◆ **Task objective**
Please count, in the material below, each line containing "CommonSyms", and report only the number.

═════ Record excerpts

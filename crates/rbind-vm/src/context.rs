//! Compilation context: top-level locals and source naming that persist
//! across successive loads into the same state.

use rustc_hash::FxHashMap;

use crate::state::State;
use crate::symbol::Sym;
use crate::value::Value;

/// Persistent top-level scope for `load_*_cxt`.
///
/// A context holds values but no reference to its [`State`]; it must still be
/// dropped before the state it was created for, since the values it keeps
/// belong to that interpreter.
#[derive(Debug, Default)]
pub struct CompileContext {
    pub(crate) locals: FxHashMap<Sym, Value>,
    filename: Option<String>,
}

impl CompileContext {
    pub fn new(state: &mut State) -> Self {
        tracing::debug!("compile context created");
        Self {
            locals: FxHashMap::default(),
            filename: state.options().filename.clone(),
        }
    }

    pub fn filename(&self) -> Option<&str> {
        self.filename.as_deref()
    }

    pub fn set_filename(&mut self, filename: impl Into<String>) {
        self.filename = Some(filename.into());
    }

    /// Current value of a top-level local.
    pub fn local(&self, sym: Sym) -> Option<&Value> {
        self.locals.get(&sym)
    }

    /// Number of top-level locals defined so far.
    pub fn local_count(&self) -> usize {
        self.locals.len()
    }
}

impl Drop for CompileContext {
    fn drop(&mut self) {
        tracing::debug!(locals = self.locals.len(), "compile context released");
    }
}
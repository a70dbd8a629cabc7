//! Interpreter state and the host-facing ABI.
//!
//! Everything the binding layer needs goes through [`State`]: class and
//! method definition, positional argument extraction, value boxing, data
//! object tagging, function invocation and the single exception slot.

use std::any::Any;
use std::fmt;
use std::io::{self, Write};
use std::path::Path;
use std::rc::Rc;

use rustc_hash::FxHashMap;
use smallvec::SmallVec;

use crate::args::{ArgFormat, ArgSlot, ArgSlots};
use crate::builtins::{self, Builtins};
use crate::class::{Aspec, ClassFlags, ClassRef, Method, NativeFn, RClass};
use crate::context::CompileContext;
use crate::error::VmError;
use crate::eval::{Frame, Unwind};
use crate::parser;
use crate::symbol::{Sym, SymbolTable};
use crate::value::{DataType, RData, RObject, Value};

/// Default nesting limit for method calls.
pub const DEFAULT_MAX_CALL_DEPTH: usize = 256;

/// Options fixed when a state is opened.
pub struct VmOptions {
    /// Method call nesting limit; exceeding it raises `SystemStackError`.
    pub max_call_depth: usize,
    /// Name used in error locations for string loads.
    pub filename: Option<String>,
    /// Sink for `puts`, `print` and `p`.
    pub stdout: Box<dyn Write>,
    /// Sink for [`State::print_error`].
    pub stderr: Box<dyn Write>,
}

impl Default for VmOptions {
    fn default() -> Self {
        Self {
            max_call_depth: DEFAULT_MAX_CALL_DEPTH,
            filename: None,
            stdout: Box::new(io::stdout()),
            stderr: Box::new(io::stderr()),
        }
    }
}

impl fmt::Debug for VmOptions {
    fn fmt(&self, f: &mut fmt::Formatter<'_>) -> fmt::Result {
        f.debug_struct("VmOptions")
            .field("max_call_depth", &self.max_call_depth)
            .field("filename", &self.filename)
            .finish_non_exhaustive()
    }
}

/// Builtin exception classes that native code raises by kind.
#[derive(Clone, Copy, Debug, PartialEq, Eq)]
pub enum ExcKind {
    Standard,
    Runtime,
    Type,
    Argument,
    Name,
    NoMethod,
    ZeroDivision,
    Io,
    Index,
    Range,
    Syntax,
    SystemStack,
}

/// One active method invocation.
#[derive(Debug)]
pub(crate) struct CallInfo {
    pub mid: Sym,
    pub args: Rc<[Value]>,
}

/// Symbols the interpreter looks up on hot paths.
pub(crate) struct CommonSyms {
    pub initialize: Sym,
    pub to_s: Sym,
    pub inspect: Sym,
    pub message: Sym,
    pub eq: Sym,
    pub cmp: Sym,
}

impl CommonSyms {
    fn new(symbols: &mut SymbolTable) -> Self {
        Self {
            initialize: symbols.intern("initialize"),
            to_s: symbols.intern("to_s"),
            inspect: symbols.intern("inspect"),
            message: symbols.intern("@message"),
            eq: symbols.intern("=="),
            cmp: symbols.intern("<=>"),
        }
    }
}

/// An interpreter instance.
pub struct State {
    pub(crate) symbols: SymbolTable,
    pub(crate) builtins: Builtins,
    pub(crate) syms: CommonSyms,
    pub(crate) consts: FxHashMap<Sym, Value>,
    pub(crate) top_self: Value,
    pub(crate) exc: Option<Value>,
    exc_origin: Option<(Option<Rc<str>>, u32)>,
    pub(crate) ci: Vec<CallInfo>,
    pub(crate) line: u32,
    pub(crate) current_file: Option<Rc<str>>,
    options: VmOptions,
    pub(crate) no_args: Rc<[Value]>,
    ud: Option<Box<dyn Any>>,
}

══════════

◆ **Solution to this task**
3